Search the listing for the word "Done" and return each line that contains it.

DATA TO PROCESS.
━━━
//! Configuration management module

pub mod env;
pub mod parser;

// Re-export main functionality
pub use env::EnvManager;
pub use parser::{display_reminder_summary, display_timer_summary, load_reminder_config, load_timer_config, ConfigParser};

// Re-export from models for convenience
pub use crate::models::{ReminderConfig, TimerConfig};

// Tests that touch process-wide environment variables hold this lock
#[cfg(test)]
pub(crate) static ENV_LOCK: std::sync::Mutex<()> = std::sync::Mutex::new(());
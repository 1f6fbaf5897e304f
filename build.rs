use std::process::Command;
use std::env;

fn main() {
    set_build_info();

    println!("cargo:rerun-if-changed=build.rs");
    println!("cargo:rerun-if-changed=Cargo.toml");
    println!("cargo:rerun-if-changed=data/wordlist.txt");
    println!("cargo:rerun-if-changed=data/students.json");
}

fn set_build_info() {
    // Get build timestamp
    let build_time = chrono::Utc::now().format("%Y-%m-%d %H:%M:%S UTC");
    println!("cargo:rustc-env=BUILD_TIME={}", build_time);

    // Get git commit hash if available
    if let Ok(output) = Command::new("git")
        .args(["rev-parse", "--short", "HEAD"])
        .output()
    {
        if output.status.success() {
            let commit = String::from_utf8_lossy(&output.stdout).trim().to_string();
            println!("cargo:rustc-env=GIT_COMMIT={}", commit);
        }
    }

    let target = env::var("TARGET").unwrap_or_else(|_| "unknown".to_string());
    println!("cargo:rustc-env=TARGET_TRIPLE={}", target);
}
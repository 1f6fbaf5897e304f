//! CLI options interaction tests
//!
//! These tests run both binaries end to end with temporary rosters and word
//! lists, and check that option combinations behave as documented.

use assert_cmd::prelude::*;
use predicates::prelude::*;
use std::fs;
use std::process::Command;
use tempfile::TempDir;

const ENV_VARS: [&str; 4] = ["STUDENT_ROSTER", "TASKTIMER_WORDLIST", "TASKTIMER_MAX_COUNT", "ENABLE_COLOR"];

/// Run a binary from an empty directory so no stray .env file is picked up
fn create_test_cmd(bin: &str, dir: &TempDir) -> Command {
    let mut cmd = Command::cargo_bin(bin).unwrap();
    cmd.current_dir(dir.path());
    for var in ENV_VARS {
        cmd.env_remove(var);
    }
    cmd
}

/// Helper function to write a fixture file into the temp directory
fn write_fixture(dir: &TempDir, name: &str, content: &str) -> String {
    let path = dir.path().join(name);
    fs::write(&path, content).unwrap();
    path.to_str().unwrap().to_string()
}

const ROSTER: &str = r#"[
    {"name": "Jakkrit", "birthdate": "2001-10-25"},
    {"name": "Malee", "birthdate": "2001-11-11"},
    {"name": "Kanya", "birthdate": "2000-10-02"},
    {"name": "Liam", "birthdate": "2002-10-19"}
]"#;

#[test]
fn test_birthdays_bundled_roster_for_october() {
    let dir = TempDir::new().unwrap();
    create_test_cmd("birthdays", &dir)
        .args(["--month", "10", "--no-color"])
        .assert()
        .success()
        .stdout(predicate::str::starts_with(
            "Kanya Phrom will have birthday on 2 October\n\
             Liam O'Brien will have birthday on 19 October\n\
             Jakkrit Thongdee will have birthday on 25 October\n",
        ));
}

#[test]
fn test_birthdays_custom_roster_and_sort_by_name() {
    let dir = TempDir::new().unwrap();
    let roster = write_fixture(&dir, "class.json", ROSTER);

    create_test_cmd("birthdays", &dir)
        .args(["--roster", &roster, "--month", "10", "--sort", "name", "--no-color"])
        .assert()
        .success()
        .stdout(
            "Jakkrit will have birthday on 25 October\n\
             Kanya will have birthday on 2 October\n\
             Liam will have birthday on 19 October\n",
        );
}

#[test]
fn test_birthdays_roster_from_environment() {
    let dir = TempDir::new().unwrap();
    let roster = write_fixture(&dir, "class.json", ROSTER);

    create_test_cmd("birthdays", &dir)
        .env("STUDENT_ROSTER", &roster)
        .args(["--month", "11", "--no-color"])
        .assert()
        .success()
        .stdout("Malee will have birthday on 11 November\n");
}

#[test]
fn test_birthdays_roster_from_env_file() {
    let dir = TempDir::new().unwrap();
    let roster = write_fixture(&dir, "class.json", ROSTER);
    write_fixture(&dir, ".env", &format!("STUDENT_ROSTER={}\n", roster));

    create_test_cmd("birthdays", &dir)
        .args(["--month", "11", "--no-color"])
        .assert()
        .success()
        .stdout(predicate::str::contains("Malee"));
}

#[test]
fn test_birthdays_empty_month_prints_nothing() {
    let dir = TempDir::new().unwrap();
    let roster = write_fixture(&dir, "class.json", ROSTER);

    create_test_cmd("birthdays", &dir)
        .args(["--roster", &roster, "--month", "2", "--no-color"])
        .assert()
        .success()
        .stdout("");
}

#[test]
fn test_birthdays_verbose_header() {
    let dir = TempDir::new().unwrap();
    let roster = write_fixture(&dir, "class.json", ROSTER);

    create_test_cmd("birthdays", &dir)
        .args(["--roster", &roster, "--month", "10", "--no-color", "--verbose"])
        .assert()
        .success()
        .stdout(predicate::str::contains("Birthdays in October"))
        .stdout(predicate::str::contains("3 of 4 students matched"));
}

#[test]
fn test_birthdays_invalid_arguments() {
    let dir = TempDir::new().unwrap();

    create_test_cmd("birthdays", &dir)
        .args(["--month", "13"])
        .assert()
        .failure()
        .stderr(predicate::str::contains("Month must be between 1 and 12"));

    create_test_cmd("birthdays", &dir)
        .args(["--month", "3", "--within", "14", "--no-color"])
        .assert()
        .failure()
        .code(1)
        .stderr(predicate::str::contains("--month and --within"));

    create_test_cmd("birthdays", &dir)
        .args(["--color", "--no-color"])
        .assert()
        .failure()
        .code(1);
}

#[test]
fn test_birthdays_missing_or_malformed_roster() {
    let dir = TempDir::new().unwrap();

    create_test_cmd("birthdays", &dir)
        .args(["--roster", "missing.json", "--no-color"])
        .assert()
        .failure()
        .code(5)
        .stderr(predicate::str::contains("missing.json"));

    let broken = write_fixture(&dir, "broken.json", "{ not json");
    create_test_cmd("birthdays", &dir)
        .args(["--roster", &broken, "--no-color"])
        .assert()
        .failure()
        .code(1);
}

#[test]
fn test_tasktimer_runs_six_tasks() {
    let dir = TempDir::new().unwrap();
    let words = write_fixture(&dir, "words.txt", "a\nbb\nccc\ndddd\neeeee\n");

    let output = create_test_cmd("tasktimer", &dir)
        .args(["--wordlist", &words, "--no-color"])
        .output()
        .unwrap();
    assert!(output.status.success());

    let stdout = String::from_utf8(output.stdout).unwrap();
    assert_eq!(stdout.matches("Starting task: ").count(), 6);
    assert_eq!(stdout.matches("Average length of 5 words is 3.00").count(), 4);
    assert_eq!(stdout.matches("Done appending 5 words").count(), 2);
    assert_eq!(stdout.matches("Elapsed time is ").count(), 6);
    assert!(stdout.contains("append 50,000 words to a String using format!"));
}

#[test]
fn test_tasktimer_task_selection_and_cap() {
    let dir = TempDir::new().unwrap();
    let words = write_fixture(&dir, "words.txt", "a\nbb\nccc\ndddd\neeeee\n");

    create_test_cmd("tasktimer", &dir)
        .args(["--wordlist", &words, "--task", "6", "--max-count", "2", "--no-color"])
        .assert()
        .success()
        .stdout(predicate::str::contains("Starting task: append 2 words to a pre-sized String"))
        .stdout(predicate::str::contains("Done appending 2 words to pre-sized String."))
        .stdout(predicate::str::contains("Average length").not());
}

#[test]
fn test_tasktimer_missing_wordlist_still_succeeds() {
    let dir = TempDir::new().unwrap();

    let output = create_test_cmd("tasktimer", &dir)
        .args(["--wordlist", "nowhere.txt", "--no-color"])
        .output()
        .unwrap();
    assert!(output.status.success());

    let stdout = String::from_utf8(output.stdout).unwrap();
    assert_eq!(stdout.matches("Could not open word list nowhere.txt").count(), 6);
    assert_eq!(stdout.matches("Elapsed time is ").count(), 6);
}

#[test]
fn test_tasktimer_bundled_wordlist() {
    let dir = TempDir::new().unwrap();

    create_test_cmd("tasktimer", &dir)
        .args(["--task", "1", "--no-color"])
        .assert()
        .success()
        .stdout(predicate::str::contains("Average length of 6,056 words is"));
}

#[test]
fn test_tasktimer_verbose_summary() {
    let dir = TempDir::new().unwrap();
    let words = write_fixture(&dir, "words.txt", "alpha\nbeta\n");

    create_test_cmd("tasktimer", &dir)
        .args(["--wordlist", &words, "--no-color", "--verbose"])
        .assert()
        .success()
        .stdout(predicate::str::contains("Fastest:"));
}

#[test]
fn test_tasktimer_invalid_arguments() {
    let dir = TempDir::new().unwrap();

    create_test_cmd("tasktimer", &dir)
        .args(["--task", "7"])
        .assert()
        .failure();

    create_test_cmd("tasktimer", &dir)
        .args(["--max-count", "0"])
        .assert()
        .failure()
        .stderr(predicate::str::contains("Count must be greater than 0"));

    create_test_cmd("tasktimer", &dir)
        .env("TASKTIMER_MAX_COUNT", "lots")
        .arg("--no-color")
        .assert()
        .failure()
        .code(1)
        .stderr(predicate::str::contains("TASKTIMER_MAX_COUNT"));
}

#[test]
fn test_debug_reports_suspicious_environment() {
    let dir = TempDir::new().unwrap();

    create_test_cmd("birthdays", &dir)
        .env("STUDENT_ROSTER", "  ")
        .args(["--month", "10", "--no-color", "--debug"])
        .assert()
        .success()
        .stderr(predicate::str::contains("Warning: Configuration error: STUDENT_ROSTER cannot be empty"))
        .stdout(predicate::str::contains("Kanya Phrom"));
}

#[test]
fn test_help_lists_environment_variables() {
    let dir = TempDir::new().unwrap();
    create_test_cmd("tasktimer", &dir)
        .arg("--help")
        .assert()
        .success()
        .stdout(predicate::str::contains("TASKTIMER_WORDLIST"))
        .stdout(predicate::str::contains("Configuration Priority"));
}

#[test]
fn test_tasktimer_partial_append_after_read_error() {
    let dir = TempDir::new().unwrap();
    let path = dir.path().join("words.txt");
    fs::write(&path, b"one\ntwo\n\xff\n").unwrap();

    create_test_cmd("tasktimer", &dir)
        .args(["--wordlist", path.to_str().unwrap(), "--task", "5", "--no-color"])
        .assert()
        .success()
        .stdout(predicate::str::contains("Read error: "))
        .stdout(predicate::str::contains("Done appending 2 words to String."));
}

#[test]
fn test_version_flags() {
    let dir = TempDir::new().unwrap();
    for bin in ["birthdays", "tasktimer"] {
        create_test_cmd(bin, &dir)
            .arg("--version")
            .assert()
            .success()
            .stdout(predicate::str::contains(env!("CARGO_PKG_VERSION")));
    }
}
━━━
TASK OUTPUT.
    assert_eq!(stdout.matches("Done appending 5 words").count(), 2);
        .stdout(predicate::str::contains("Done appending 2 words to pre-sized String."))
        .stdout(predicate::str::contains("Done appending 2 words to String."));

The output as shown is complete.